(Stored items)
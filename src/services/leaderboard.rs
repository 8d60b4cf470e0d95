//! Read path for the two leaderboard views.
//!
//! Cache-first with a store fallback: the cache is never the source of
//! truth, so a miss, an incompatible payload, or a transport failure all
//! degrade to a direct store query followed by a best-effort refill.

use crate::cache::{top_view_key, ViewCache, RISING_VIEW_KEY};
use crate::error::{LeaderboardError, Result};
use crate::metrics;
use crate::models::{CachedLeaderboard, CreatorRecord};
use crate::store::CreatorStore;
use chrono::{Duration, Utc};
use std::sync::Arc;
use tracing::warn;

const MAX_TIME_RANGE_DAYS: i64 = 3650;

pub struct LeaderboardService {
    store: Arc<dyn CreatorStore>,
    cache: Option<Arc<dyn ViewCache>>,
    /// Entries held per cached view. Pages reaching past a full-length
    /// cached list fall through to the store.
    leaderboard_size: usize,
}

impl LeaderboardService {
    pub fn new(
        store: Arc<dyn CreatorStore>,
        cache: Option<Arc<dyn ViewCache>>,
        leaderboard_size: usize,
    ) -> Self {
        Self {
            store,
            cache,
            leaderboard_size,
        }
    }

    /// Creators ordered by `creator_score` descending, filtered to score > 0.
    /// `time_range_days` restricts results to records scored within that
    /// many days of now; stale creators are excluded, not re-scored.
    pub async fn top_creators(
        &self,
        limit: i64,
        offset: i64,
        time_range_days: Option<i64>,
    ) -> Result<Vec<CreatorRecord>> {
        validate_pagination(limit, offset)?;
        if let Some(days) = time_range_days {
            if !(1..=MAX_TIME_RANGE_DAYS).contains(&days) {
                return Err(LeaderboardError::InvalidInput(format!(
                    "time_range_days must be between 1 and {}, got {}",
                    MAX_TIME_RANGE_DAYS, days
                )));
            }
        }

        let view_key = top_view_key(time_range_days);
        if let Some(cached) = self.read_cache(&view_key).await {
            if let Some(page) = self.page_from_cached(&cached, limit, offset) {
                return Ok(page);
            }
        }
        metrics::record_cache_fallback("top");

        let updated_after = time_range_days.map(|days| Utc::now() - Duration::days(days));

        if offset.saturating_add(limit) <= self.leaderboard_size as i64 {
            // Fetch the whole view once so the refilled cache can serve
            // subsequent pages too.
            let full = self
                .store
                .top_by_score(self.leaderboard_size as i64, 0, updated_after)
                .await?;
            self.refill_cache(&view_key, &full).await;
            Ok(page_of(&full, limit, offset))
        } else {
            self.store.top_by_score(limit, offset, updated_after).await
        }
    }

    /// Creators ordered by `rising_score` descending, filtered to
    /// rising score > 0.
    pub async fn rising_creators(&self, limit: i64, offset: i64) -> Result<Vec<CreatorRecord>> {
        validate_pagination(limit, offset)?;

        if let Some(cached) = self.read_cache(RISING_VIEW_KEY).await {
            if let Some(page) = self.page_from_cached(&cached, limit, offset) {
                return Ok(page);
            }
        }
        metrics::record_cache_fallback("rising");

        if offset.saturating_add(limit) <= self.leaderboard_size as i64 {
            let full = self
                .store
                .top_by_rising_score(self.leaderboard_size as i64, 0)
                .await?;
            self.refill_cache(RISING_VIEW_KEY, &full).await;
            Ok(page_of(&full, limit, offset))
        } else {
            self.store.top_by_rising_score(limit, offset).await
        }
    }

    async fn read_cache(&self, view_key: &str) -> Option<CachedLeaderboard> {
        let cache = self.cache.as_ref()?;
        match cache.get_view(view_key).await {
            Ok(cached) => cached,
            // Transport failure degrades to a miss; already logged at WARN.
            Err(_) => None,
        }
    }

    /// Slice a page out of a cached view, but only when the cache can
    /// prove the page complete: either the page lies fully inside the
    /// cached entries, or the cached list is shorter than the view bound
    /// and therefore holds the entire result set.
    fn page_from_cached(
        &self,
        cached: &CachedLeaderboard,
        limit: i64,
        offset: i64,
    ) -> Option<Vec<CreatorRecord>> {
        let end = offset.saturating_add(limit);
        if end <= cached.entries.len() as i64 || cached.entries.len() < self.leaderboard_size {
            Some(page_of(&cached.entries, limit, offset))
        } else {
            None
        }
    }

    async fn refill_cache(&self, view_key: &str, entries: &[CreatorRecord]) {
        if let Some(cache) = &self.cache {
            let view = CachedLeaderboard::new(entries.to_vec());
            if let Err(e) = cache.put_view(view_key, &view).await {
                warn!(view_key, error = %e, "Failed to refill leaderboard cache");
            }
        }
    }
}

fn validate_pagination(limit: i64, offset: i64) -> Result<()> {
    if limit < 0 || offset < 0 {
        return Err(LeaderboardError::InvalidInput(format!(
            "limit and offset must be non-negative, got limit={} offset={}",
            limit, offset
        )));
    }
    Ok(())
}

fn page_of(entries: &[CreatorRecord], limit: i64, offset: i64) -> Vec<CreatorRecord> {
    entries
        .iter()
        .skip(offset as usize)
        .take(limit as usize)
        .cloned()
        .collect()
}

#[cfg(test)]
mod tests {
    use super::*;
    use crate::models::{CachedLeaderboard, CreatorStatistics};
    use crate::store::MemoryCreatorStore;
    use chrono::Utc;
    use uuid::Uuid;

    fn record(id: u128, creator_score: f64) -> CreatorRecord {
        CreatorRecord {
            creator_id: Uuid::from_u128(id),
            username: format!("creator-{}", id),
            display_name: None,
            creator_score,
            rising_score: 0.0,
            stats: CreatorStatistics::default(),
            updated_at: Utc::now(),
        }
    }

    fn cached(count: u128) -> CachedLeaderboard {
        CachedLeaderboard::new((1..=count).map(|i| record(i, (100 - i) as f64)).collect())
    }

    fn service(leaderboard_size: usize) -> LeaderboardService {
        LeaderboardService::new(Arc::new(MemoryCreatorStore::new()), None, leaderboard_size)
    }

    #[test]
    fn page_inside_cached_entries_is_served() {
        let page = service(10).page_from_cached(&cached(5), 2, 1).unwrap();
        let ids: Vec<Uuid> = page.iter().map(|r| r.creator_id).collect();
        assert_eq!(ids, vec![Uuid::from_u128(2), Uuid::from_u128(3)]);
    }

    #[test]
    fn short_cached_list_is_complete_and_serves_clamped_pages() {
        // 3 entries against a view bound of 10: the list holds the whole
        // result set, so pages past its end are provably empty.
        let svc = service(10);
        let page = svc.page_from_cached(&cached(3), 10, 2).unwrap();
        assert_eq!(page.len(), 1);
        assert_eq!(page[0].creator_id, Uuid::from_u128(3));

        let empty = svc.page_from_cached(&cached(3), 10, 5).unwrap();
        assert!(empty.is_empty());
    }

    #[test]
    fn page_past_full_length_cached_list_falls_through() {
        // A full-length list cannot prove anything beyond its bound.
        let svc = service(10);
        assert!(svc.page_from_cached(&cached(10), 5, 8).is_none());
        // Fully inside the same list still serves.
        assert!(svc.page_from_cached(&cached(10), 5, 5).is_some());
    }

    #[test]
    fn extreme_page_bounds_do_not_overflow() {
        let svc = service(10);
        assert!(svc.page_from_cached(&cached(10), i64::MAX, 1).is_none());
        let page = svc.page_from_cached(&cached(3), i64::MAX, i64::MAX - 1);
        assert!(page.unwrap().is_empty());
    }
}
* * *
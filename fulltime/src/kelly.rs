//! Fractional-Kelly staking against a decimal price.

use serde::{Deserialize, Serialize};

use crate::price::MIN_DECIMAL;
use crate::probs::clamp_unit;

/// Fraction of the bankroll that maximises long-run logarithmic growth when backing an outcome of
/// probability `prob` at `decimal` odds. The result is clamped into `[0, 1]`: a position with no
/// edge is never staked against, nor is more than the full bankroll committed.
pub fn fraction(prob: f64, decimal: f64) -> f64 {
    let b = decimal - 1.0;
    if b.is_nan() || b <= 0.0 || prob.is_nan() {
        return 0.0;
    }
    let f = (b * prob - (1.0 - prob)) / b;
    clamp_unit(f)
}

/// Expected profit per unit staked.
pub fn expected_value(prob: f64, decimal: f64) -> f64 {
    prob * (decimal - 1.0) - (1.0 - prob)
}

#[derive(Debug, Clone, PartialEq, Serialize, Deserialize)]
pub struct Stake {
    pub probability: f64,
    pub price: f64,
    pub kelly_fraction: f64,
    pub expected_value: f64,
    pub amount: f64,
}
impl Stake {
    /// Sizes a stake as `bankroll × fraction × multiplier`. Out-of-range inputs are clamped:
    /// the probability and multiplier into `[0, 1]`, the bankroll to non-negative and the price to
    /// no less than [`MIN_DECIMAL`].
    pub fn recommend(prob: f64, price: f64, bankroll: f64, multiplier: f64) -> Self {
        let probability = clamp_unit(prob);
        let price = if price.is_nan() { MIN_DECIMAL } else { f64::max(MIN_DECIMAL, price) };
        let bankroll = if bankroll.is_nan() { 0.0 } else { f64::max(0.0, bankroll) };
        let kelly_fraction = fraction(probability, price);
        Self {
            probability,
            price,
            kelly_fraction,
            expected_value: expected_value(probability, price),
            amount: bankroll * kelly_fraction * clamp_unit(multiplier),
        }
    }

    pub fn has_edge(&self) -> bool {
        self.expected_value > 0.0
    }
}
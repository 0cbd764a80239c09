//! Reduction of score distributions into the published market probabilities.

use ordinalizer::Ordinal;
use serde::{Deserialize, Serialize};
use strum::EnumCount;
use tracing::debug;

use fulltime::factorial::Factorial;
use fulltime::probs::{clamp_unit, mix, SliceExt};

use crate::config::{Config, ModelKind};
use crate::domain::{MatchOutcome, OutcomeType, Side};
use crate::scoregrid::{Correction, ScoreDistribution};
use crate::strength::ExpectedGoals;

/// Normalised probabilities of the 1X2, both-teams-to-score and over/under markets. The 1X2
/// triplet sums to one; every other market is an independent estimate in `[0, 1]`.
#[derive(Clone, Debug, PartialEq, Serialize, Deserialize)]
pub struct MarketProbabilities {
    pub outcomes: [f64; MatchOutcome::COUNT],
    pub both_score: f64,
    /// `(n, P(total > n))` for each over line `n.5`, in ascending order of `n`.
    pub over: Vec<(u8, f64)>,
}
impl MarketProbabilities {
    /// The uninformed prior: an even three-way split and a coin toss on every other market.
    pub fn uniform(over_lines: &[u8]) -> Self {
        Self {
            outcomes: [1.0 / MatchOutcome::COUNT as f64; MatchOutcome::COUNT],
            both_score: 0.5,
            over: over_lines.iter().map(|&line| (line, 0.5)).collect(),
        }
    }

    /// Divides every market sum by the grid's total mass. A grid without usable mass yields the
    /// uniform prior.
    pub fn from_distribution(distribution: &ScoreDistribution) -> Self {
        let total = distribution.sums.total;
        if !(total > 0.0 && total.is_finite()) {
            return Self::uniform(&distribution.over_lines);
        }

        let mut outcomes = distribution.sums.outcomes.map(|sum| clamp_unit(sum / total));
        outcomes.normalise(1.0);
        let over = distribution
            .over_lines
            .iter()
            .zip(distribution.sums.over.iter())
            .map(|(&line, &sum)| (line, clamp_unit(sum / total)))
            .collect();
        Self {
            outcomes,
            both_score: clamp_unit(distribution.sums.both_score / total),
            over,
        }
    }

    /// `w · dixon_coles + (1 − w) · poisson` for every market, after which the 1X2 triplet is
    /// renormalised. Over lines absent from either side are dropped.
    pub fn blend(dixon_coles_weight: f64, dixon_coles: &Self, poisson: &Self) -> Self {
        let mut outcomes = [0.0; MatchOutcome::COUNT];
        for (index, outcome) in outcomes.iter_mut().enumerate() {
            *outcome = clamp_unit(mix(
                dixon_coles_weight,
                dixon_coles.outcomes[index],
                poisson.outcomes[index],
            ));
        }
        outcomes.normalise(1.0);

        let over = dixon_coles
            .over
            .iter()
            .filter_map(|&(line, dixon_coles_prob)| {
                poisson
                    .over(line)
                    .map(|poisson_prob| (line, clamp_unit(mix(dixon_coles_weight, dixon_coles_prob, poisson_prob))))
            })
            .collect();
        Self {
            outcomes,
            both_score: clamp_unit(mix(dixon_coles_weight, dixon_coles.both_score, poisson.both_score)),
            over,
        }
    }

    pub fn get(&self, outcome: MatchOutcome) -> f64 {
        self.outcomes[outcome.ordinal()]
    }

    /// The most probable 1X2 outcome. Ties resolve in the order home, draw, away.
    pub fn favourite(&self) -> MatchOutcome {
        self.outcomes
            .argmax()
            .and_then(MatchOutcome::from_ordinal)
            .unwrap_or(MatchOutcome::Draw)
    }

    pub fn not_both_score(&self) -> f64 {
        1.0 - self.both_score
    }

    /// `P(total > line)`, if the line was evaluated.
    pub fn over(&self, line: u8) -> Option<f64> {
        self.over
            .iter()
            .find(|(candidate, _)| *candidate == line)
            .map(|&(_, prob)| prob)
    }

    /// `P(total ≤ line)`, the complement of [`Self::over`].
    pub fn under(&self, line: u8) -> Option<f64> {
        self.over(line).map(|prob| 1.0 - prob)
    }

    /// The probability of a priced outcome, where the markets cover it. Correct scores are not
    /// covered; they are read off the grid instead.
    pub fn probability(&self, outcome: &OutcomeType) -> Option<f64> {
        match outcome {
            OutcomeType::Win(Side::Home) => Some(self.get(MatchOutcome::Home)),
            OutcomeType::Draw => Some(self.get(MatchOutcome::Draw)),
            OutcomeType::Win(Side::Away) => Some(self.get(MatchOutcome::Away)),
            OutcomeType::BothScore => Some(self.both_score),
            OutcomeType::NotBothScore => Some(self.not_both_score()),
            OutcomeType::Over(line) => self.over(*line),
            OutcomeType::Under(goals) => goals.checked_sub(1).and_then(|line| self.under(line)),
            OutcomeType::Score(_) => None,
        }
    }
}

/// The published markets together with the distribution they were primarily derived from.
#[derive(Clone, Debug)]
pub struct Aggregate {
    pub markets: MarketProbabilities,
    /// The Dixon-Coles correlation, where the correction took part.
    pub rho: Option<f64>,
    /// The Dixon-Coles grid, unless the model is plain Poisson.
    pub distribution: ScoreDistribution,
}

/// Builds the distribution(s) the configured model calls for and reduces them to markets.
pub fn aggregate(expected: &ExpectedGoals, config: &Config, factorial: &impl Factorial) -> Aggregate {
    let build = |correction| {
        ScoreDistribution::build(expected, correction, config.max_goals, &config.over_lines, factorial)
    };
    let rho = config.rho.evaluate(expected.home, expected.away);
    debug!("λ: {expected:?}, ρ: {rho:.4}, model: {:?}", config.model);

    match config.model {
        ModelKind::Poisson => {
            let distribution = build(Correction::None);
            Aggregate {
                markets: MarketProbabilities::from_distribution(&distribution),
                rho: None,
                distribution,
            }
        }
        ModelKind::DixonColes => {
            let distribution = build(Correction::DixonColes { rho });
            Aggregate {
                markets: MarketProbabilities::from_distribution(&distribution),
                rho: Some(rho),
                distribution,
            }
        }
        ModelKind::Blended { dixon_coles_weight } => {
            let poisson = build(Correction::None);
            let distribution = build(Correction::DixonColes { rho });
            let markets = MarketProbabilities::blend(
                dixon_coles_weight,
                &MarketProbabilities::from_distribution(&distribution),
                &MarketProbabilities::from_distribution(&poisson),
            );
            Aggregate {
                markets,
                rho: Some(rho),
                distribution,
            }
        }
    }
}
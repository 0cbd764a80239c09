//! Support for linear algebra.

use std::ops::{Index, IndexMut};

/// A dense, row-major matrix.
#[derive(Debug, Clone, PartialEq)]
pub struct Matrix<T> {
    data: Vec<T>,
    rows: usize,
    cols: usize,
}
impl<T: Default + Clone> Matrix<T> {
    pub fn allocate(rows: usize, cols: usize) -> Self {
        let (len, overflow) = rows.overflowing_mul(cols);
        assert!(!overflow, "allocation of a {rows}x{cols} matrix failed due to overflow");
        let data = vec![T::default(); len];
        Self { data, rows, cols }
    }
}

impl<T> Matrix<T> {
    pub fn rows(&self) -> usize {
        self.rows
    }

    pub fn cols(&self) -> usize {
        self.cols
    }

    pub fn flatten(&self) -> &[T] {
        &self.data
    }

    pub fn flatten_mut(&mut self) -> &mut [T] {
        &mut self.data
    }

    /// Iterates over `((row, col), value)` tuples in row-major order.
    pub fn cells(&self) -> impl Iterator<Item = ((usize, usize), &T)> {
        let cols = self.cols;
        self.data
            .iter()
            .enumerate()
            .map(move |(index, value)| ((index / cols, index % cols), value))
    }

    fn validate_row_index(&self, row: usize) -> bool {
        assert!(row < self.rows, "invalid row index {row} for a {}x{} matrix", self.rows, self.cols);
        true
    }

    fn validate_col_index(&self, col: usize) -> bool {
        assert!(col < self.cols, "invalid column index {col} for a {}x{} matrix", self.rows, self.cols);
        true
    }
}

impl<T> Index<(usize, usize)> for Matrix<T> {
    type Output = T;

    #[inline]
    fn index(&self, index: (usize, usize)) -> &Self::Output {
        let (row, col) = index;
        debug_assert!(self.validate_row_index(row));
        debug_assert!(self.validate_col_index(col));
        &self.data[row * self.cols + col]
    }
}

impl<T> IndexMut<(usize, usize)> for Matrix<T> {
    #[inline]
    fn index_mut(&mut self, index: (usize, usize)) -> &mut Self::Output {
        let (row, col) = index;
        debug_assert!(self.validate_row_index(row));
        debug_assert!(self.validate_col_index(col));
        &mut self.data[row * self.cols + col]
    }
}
...
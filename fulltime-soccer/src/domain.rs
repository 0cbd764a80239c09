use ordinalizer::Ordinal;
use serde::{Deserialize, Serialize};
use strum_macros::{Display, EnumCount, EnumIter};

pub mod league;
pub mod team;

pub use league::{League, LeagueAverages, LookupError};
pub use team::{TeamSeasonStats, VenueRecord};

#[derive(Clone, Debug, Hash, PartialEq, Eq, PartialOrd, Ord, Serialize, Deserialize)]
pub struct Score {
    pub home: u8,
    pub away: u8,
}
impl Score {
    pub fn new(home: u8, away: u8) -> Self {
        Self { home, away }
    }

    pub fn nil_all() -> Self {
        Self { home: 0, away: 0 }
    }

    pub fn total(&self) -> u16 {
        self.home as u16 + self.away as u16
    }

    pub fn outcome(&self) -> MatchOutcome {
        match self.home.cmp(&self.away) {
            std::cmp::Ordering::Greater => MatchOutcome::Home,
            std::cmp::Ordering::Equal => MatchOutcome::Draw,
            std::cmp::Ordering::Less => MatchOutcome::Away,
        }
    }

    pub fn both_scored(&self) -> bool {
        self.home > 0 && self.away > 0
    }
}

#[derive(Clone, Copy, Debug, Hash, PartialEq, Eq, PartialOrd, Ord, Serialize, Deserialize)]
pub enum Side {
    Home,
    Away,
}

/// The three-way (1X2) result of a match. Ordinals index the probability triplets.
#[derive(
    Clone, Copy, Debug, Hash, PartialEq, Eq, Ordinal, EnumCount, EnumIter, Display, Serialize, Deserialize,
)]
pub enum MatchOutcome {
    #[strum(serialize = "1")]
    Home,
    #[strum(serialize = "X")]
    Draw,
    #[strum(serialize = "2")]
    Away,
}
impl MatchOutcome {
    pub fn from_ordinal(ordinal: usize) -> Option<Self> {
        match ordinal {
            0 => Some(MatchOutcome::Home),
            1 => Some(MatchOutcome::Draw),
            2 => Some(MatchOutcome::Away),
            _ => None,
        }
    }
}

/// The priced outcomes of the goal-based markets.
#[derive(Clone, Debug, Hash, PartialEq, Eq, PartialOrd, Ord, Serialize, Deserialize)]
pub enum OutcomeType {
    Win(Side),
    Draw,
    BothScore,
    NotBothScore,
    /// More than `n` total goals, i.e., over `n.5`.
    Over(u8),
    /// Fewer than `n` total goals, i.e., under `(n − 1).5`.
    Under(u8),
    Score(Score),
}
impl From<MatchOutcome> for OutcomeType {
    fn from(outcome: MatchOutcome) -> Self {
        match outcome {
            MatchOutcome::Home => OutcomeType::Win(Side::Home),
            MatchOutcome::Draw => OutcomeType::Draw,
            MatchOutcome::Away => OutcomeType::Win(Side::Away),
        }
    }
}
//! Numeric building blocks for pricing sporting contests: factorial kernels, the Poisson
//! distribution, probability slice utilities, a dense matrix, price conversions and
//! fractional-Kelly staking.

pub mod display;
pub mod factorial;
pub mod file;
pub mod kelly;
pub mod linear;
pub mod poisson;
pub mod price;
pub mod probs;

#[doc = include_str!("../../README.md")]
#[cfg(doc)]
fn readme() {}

## Task goal
Look through the entries above and report each line where the string "that" occurs.

## Expected answer
    /// `time_range_days` restricts results to records scored within that
/// Fraction of the bankroll that maximises long-run logarithmic growth when backing an outcome of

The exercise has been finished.